"""

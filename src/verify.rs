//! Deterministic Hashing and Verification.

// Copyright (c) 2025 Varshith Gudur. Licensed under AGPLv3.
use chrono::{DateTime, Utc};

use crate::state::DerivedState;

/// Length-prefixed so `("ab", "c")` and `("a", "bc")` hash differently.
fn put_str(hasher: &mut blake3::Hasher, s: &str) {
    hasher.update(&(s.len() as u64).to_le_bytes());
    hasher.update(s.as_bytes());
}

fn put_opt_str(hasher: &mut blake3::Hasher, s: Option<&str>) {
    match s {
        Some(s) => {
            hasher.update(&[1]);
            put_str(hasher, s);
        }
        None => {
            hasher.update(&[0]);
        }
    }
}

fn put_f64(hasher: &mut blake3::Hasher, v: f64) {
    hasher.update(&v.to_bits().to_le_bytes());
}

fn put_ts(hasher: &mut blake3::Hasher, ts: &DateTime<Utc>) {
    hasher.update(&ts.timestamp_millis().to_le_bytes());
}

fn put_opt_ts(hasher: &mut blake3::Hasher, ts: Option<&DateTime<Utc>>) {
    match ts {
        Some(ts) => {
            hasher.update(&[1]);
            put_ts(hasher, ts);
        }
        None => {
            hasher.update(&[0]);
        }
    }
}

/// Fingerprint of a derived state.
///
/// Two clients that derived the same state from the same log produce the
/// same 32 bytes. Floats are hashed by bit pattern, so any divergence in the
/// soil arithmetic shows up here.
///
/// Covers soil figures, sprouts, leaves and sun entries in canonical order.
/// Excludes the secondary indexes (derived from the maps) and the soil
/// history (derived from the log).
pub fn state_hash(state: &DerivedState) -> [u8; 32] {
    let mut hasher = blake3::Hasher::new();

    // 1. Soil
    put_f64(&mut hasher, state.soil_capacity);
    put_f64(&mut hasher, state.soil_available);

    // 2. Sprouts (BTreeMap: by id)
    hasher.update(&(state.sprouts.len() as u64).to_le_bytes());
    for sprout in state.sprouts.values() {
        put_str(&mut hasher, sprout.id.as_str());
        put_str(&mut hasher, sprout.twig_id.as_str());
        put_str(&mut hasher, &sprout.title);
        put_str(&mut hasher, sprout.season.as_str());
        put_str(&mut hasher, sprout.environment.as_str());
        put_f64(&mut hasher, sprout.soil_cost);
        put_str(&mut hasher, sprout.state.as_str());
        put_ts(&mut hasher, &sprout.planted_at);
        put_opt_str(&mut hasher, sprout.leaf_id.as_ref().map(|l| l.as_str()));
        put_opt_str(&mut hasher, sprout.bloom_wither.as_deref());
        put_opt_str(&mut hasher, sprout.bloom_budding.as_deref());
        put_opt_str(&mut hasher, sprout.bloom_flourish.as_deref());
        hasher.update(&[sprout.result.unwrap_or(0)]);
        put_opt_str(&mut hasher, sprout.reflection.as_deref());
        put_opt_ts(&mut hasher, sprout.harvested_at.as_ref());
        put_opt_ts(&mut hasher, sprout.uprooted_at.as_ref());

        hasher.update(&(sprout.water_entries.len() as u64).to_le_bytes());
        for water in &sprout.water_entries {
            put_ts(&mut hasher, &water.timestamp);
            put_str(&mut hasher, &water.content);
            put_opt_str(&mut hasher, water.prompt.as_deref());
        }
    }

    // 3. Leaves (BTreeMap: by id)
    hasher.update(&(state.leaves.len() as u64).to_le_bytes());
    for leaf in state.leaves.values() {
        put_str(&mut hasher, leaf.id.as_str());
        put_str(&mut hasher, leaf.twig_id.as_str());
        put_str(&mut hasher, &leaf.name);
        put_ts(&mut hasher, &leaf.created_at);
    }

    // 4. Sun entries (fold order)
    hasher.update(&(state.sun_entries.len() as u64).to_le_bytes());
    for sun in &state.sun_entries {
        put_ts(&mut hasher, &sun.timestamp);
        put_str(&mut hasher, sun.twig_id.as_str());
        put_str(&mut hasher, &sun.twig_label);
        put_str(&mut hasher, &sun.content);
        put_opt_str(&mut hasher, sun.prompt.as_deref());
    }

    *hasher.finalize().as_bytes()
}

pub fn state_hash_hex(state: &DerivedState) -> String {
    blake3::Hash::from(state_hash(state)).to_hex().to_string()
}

"""

### [WHAT YOU ARE ASKED TO DO]
Lines before the one containing "put_str(&mut hasher, leaf.id.as_str());" are to be left out; that line and every line after it through the end of the data should be copied exactly.

### [EXPECTED OUTPUT]
        put_str(&mut hasher, leaf.id.as_str());
        put_str(&mut hasher, leaf.twig_id.as_str());
        put_str(&mut hasher, &leaf.name);
        put_ts(&mut hasher, &leaf.created_at);
    }

    // 4. Sun entries (fold order)
    hasher.update(&(state.sun_entries.len() as u64).to_le_bytes());
    for sun in &state.sun_entries {
        put_ts(&mut hasher, &sun.timestamp);
        put_str(&mut hasher, sun.twig_id.as_str());
        put_str(&mut hasher, &sun.twig_label);
        put_str(&mut hasher, &sun.content);
        put_opt_str(&mut hasher, sun.prompt.as_deref());
    }

    *hasher.finalize().as_bytes()
}

pub fn state_hash_hex(state: &DerivedState) -> String {
    blake3::Hash::from(state_hash(state)).to_hex().to_string()
}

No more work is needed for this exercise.